Benefits of Expansion Joints

• Expansion joints and bellows are employed in plumbing systems. They are constructed from add-ons like tie rods, coverings, and flow liners. Although the metal bellows are constrained to control the pressure, they behave like springs. The movement of the connecting pipes is crucial for optimum flow.
• Thermal expansion would result in severe strains if expansion joints were omitted from piping systems. Thermal expansion may generate a great deal of pressure, which may cause pipes to bend and the welds to shatter.
• An expansion joint is created using more than a coil, sometimes referred to as convolution or corrugation. Their grooves are made to withstand the intense pressure of the entire piping system. The bellows assembly is positioned so that it can move in accordance with the associated piping's thermal movement.
• Metal bellows and bellows expansion joints absorb a pipe's thermal expansion in piping systems.
• Pipeline expansion joints are more effective than substitutes, such as pipe bends and loops, due to their improved effectiveness in absorbing larger movements, higher capacity to conserve space, and superior economic efficiency.
• Expansion joints are simple in both form and operation in that they can be directly installed where needed.

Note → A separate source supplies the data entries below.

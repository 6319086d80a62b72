use anyhow::{Result, anyhow};
use polars::prelude::*;
use rand::SeedableRng;
use rand::rngs::StdRng;
use rand::seq::SliceRandom;
use smartcore::ensemble::random_forest_regressor::{
    RandomForestRegressor, RandomForestRegressorParameters,
};
use smartcore::linalg::basic::matrix::DenseMatrix;
use std::collections::HashMap;
use tracing::{info, warn};

use crate::config::{EstimatorConfig, ModelConfig};
use crate::estimator::feature_encoder::{FeatureColumn, FeatureEncoder, FeatureTable, FeatureValue};
use crate::models::PRICE_NUMERIC;

/// Random forest price regressor over the encoded feature columns
pub struct PriceModel {
    encoder: FeatureEncoder,
    forest: RandomForestRegressor<f64, f64, DenseMatrix<f64>, Vec<f64>>,
    r2: Option<f64>,
    train_rows: usize,
    test_rows: usize,
}

impl PriceModel {
    /// Fits on a normalized frame. `price_numeric` must be present and non-null.
    pub fn train(df: &DataFrame, config: &EstimatorConfig) -> Result<Self> {
        if df.height() < 2 {
            return Err(anyhow!(
                "Need at least 2 rows with price and area to train, got {}",
                df.height()
            ));
        }

        let table = FeatureTable::from_frame(df, &config.columns.feature_columns)?;
        let target = target_values(df)?;
        let (train, test) = split_rows(df.height(), &config.model);

        let encoder = FeatureEncoder::fit(&table, &train);
        if encoder.width() == 0 {
            return Err(anyhow!("Feature columns hold no usable values"));
        }

        let x_train = encode_rows(&encoder, &table, &train);
        let y_train: Vec<f64> = train.iter().map(|&row| target[row]).collect();

        let params = RandomForestRegressorParameters::default()
            .with_n_trees(config.model.n_trees)
            .with_seed(config.model.seed);

        let forest = RandomForestRegressor::fit(&x_train, &y_train, params)
            .map_err(|e| anyhow!("Failed to fit random forest: {}", e))?;

        let mut model = PriceModel {
            encoder,
            forest,
            r2: None,
            train_rows: train.len(),
            test_rows: test.len(),
        };

        if test.len() >= 2 {
            let x_test = encode_rows(&model.encoder, &table, &test);
            let predicted = model
                .forest
                .predict(&x_test)
                .map_err(|e| anyhow!("Failed to score test split: {}", e))?;
            let actual: Vec<f64> = test.iter().map(|&row| target[row]).collect();
            model.r2 = r2_score(&actual, &predicted);
        } else {
            warn!("Test split has {} rows, skipping R² score", test.len());
        }

        info!(
            "Trained on {} rows with {} encoded features ({} test rows)",
            model.train_rows,
            model.encoder.width(),
            model.test_rows
        );
        Ok(model)
    }

    pub fn predict(&self, input: &HashMap<String, FeatureValue>) -> Result<f64> {
        let features = DenseMatrix::from_2d_vec(&vec![self.encoder.encode(input)]);
        let predictions = self
            .forest
            .predict(&features)
            .map_err(|e| anyhow!("Prediction failed: {}", e))?;

        predictions
            .first()
            .copied()
            .ok_or_else(|| anyhow!("Model returned no prediction"))
    }

    pub fn feature_columns(&self) -> &[FeatureColumn] {
        self.encoder.columns()
    }

    /// Coefficient of determination on the held-out rows
    pub fn r2(&self) -> Option<f64> {
        self.r2
    }

    pub fn train_rows(&self) -> usize {
        self.train_rows
    }

    pub fn test_rows(&self) -> usize {
        self.test_rows
    }
}

fn target_values(df: &DataFrame) -> Result<Vec<f64>> {
    let prices = df.column(PRICE_NUMERIC)?.cast(&DataType::Float64)?;
    prices
        .f64()?
        .into_iter()
        .enumerate()
        .map(|(row, price)| price.ok_or_else(|| anyhow!("Row {} has no price", row)))
        .collect()
}

/// Seeded shuffle, then the first `ceil(n * test_size)` rows go to the test
/// split. At least one row always stays in training.
pub fn split_rows(rows: usize, config: &ModelConfig) -> (Vec<usize>, Vec<usize>) {
    let mut indices: Vec<usize> = (0..rows).collect();
    let mut rng = StdRng::seed_from_u64(config.seed);
    indices.shuffle(&mut rng);

    let test_size = config.test_size.clamp(0.0, 1.0);
    let test_count = ((rows as f64 * test_size).ceil() as usize).min(rows.saturating_sub(1));

    let test = indices[..test_count].to_vec();
    let train = indices[test_count..].to_vec();
    (train, test)
}

fn encode_rows(encoder: &FeatureEncoder, table: &FeatureTable, rows: &[usize]) -> DenseMatrix<f64> {
    let encoded: Vec<Vec<f64>> = rows.iter().map(|&row| encoder.encode(&table.row(row))).collect();
    DenseMatrix::from_2d_vec(&encoded)
}

pub fn r2_score(actual: &[f64], predicted: &[f64]) -> Option<f64> {
    if actual.len() != predicted.len() || actual.is_empty() {
        return None;
    }

    let mean = actual.iter().sum::<f64>() / actual.len() as f64;
    let ss_tot: f64 = actual.iter().map(|y| (y - mean).powi(2)).sum();
    let ss_res: f64 = actual
        .iter()
        .zip(predicted)
        .map(|(y, p)| (y - p).powi(2))
        .sum();

    if ss_tot == 0.0 {
        None
    } else {
        Some(1.0 - ss_res / ss_tot)
    }
}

Applications of Expansion Joints

• Since power production uses high pressure and temperature, expansion joints are used to assist when pipes expand.
• Co-generation systems producing both electricity and heat simultaneously use expansion joints where the industry faces heat changes.
• In chemical transportation from one place to another, expansion joints are needed to absorb shocks and vibrations.
• Expansion joints are used in transportation of cryogenic gasses. Cryogenics is the study and the production of very low temperatures.
• Expansion joints are used for vessels under pressure and heat exchangers. Vessels under pressure face chances of shaking and that shock must be absorbed by expansion joints.
• Heat exchanging may also lead to the expansion and contraction of pipes which need expansion joints to compensate for this.
• Expansion joints are used in construction and bridges to allow for shock absorption when heavy vehicles are passing.
• Pharmaceutical production utilizes some use of expansion joints in their main robotic plants. Expansion joints are used in hydraulic and pneumatic pipes in pharmaceutical production plants.
• Water treatment plants need a lot of expansion joints to absorb the shock from high flow rate.